The earliest known footage comes from The Garry Moore Show of June 9, 1959, at the time when Carol Burnett was a regular on that series, and when Mattress was still running at the St. James Theater on 44th Street. (My buddy, Rob Waldman, attended a taping of the Garry Moore Show during the following season, and he still has the ticket! See above.)
This is as close as we get to the staging of the original production (which played at five different theaters between May 1959 and July 1960 for a total of 470 performances). We also get to a brief bit of Joe Bova as “Prince Dauntless the Drab,” who seems to have played the role as a kind of combination of Robert Morse in How to Succeed in Business Without Really Trying, and Frank Sinatra, Jr., in anything. (Even though neither of those cultural signposts, like long division, actually existed yet.) There’s also a line or two (“She swam the moat!”) from Jane White, daughter of the NAACP leader Walter White, as “Queen Aggravain,” a performance that goes down in history as one of the first examples on Broadway of an African American actress playing a character that wasn’t specifically Black. In another move then considered “progressive,” they cast Jack Gilford as “King Septimus the Silent,” a bold move in that he had barely worked in the last decade as a result of being victimized by the infamous Joseph McCarthy-era blacklist.
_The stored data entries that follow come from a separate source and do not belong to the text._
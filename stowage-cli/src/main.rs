mod cli;
mod config;
mod error;
mod input;
mod logging;
mod output;

use std::process;
use std::sync::Arc;

use clap::Parser;
use stowage_engine::{BatchRunner, BatchSummary, CancellationToken, TitleAssembler};
use tracing::{error, info, warn};

use crate::{cli::Args, error::Result};

#[tokio::main]
async fn main() {
    let args = Args::parse();

    match run(args).await {
        Ok(true) => {}
        Ok(false) => process::exit(1),
        Err(e) => {
            error!("Application error: {}", e);
            eprintln!("Error: {}", e);
            process::exit(1);
        }
    }
}

/// Returns whether every title ended `Done`.
async fn run(args: Args) -> Result<bool> {
    let _log_guard = logging::init_logging(args.verbose, args.quiet, args.log_dir.as_deref())?;

    let mut config = config::load(args.config.as_deref())?;
    args.apply_overrides(&mut config);
    let ids = input::collect_ids(&args.ids, args.ids_file.as_deref())?;

    info!(
        titles = ids.len(),
        output = %config.output_dir.display(),
        exclude_vp9 = config.exclude_vp9,
        "Starting stowage"
    );
    let assembler = Arc::new(TitleAssembler::from_config(config)?);

    let token = CancellationToken::new();
    tokio::spawn({
        let token = token.clone();
        async move {
            if tokio::signal::ctrl_c().await.is_ok() {
                warn!("Stop requested, waiting for transfers in flight");
                token.cancel();
            }
        }
    });

    let progress = output::progress_bar(ids.len(), args.quiet || args.json);
    let runner = BatchRunner::new(assembler);
    let reports = runner
        .run(ids, &token, |report| {
            progress.inc(1);
            progress.set_message(report.id.clone());
            if !args.json {
                progress.suspend(|| println!("{report}"));
            }
        })
        .await;
    progress.finish_and_clear();

    let summary = BatchSummary::from_reports(&reports);
    if args.json {
        println!("{}", output::render_json(&reports, &summary)?);
    } else {
        println!("{}", output::summary_line(&summary));
    }

    Ok(summary.all_done())
}
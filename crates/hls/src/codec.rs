//! Codec family detection for master playlist variants.

use std::fmt;
use std::sync::LazyLock;

use regex::Regex;
use serde::{Deserialize, Serialize};

use crate::attributes::StreamInfo;
use crate::reference;

/// `vp09` followed by a dotted profile/level/bit-depth suffix, e.g. `vp09.00.10.08`.
static VP9_CODEC: LazyLock<Regex> =
    LazyLock::new(|| Regex::new(r"(?i)^vp09(\.\d{1,2}){2,}").unwrap());

/// `avc1`/`avc3` followed by the hex profile-compat-level triplet, e.g. `avc1.640028`.
static AVC_CODEC: LazyLock<Regex> =
    LazyLock::new(|| Regex::new(r"(?i)^avc[13]\.[0-9a-f]{4,6}$").unwrap());

/// Directory prefix used for VP9 renditions when the playlist omits `CODECS`.
pub const VP9_DIR_PREFIX: &str = "vp9_";

#[derive(Debug, Clone, Copy, PartialEq, Eq, Hash, Serialize, Deserialize)]
#[serde(rename_all = "UPPERCASE")]
pub enum CodecFamily {
    H264,
    Vp9,
    Unknown,
}

impl CodecFamily {
    pub fn as_str(&self) -> &'static str {
        match self {
            CodecFamily::H264 => "H264",
            CodecFamily::Vp9 => "VP9",
            CodecFamily::Unknown => "UNKNOWN",
        }
    }
}

impl fmt::Display for CodecFamily {
    fn fmt(&self, f: &mut fmt::Formatter<'_>) -> fmt::Result {
        f.write_str(self.as_str())
    }
}

/// Result of classifying one variant.
#[derive(Debug, Clone, Copy, PartialEq, Eq)]
pub struct Classification {
    pub family: CodecFamily,
    pub retained: bool,
}

/// Decides the codec family of a variant and whether the run keeps it.
///
/// Precedence: VP9 codec tag, then VP9 directory prefix, then AVC codec tag,
/// then `Unknown`. Unknown variants are always retained.
#[derive(Debug, Clone, Copy, Default, PartialEq, Eq)]
pub struct VariantClassifier {
    exclude_vp9: bool,
}

impl VariantClassifier {
    pub fn new(exclude_vp9: bool) -> Self {
        Self { exclude_vp9 }
    }

    pub fn excludes_vp9(&self) -> bool {
        self.exclude_vp9
    }

    pub fn family(reference: &str, stream_info: Option<&StreamInfo>) -> CodecFamily {
        let codecs = stream_info.map(StreamInfo::codecs).unwrap_or_default();

        if codecs.iter().any(|c| VP9_CODEC.is_match(c)) {
            return CodecFamily::Vp9;
        }

        if reference::leading_directory(reference)
            .is_some_and(|dir| dir.to_ascii_lowercase().starts_with(VP9_DIR_PREFIX))
        {
            return CodecFamily::Vp9;
        }

        if codecs.iter().any(|c| AVC_CODEC.is_match(c)) {
            return CodecFamily::H264;
        }

        CodecFamily::Unknown
    }

    pub fn is_retained(&self, family: CodecFamily) -> bool {
        !(self.exclude_vp9 && family == CodecFamily::Vp9)
    }

    pub fn classify(&self, reference: &str, stream_info: Option<&StreamInfo>) -> Classification {
        let family = Self::family(reference, stream_info);
        Classification {
            family,
            retained: self.is_retained(family),
        }
    }
}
The 1964 television version of Mattress is by far the best - at least between 1960 and 2024. The screenwriters fiddled with the story and the songs, they created a character called “The Minstrel” (played by Bill Hayes, who died just a few days ago at the age of 98) who serves as the narrator, rather than “The Jester,” and who serves as Lady Larken’s leading man, rather than “Sir Harry.” Alas, they dropped “In a Little While,” but on the plus side, producer Joe Hamilton (then married to Burnett) and choreographer Joe Layton had the whole score re-orchestrated - and the pit band sounds much more lush and full than on the 1959 cast album.
“Man to Man Talk” has never been more funny and heart-warming than when performed by Joe Bova and the legendary Jack Gilford. As an added bonus, Elliott Gould (his debut on both film and TV) is the Jester, five years before he would climb on board another mattress in Bob & Carol & Ted & Alice. He gives us a great rendition of “Very Soft Shoes,” which I’ve always viewed as an homage to Ray Bolger and his iconic “The Old Soft Shoe” number in the 1946 revue Three to Make Ready. Another fun fact from Rob: “Michael Bennett is one of the dancers on ‘Shy.’ Carol has her arm around him near the end of the number.”
I always thought that the 1972 Once Upon a Mattress was the definitive production - that is, until I finally got to see the 1964 version The 1972 television show now seems to me like an extended comedy sketch from The Carol Burnett Show, even down to the laugh track, especially with Lyle Waggoner as a new character, “Sir Studley,” here a stand in for The Wizard as the Queen’s consort. Had they gone the traditional route with the Wizard character, Harvey Korman might have a been a natural for that part, and also Vicki Lawrence as Larken. (However, here Ron Husmann and Bernadette Peters are highlights as Harry and Larken.)
There’s nothing wrong with this version, only that compared to the 1964 production it seems sort of canned, and lacks the drive, energy, and freshness of the earlier show - and the laugh track practically drowns out everything. It does bring back Jane White and Jack Gilford as the Queen and King, but Wally Cox is The Jester, which means no dancing shoes, soft or otherwise.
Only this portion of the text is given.